Medical clearance of the psychiatric patient in the emergency department.

作者信息

Janiak Bruce D, Atteberry Suzanne

机构信息

Department of Emergency Medicine, Medical College of Georgia, Augusta, Georgia 30912-2800, USA.

出版信息

J Emerg Med. 2012 Nov;43(5):866-70. doi: 10.1016/j.jemermed.2009.10.026. Epub 2010 Feb 1.
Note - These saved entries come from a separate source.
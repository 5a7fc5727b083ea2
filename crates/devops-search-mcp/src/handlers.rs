//! MCP Tool Handlers
//!
//! Routes a tool call to the matching client operation. Every call is
//! written to the audit log before it runs; every failure is written after.

use devops_client::{
    CodeRetrievalQuery, CodeSearchQuery, DevOpsClient, HttpUpstream, Upstream, WikiPageQuery,
    WikiSearchQuery, from_arguments,
};
use serde::Serialize;
use serde_json::Value;

use crate::audit::AuditLog;
use crate::error::OperationError;
use crate::tools::{ToolKind, ToolRegistry};
use crate::{Error, Result};

/// Binds the tool catalog to a client
#[derive(Debug)]
pub struct ToolDispatcher<U = HttpUpstream> {
    client: DevOpsClient<U>,
    registry: ToolRegistry,
    audit: AuditLog,
}

impl<U: Upstream> ToolDispatcher<U> {
    pub fn new(client: DevOpsClient<U>, registry: ToolRegistry, audit: AuditLog) -> Self {
        Self {
            client,
            registry,
            audit,
        }
    }

    pub fn registry(&self) -> &ToolRegistry {
        &self.registry
    }

    pub fn client(&self) -> &DevOpsClient<U> {
        &self.client
    }

    pub fn audit(&self) -> &AuditLog {
        &self.audit
    }

    /// Handle a tool call by dispatching to the appropriate handler.
    ///
    /// Unknown names fail without touching the arguments or the network.
    pub async fn call(&self, name: &str, arguments: Value) -> Result<Value> {
        let result = match self.registry.resolve(name) {
            Some(kind) => {
                tracing::info!(tool = name, "Dispatching tool call");
                self.audit.record_request(kind, name, &arguments);
                self.run(kind, arguments).await
            }
            None => Err(Error::UnknownTool(name.to_string())),
        };

        if let Err(e) = &result {
            let reduced = OperationError::from(e);
            tracing::error!(tool = name, kind = ?reduced.kind, error = %e, "Tool call failed");
            self.audit.record_error(name, &reduced);
        }
        result
    }

    async fn run(&self, kind: ToolKind, arguments: Value) -> Result<Value> {
        match kind {
            ToolKind::WikiSearch => {
                let query: WikiSearchQuery = from_arguments(arguments)?;
                to_value(self.client.search_wiki(&query).await?)
            }
            ToolKind::CodeSearch => {
                let query: CodeSearchQuery = from_arguments(arguments)?;
                to_value(self.client.search_code(&query).await?)
            }
            ToolKind::CodeRetrieval => {
                let query: CodeRetrievalQuery = from_arguments(arguments)?;
                to_value(self.client.retrieve_code(&query).await?)
            }
            ToolKind::WikiPage => {
                let query: WikiPageQuery = from_arguments(arguments)?;
                to_value(self.client.get_wiki_page(&query).await?)
            }
        }
    }
}

fn to_value(result: impl Serialize) -> Result<Value> {
    serde_json::to_value(result).map_err(Error::from)
}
DOI:10.1016/j.jemermed.2009.10.026
PMID:20117904
Abstract

BACKGROUND

As part of the emergency department (ED) evaluation of patients with psychiatric complaints, emergency physicians are often asked to perform screening laboratory tests prior to admitting psychiatric patients, the value of which is questionable.

STUDY OBJECTIVE

To determine if routine screening laboratory studies performed in the ED on patients with a psychiatric chief complaint would alter ED medical clearance (evaluation, management or disposition) of such patients.

METHODS

In this retrospective chart review, the patient charts were reviewed for triage notes, history and physical examination, laboratory study results, and patient disposition. The study investigators subjectively determined if any of the laboratory abnormalities identified after admission would have changed ED management or disposition of the patient had they been identified in the ED.

RESULTS

Subjects were 519 consecutive adult patients (18 years of age and older) admitted to the Medical College of Georgia's inpatient psychiatric ward through the ED. There were 502 patients who met inclusion criteria, and 50 of them had completely normal laboratory studies. Laboratory studies were performed in the ED for 148 patients. The most common abnormalities identified were positive urine drug screen (n = 221), anemia (n = 136), and hyperglycemia (n = 139). There was one case (0.19%) identified in which an abnormal laboratory value would have changed ED management or disposition of the patient had it been found during the patient's ED visit.

CONCLUSIONS

Patients presenting to the ED with a psychiatric chief complaint can be medically cleared for admission to a psychiatric facility by qualified emergency physicians using an appropriate history and physical examination. There is no need for routine medical screening laboratory tests.

摘要

背景

作为急诊科对有精神科主诉患者评估的一部分,急诊医生常在收治精神科患者前进行筛查实验室检查,但其价值存疑。

研究目的

确定在急诊科对有精神科主诉患者进行的常规筛查实验室检查是否会改变此类患者的急诊科医疗许可(评估、管理或处置)。

方法

在这项回顾性病历审查中,审查了患者病历中的分诊记录、病史和体格检查、实验室检查结果及患者处置情况。研究调查人员主观判断入院后发现的任何实验室异常情况若在急诊科被发现是否会改变患者在急诊科的管理或处置。

结果

研究对象为通过急诊科收治到佐治亚医学院住院精神科病房的519例连续成年患者(18岁及以上)。有502例患者符合纳入标准,其中50例实验室检查完全正常。148例患者在急诊科进行了实验室检查。最常见的异常情况为尿药筛阳性(n = 221)、贫血(n = 136)和高血糖(n = 139)。发现有1例(0.19%),若在患者急诊科就诊时发现异常实验室值,将会改变患者在急诊科的管理或处置。

结论

有精神科主诉到急诊科就诊的患者,合格的急诊医生通过适当的病史和体格检查可对其进行医学评估以收治到精神科机构。无需进行常规医学筛查实验室检查。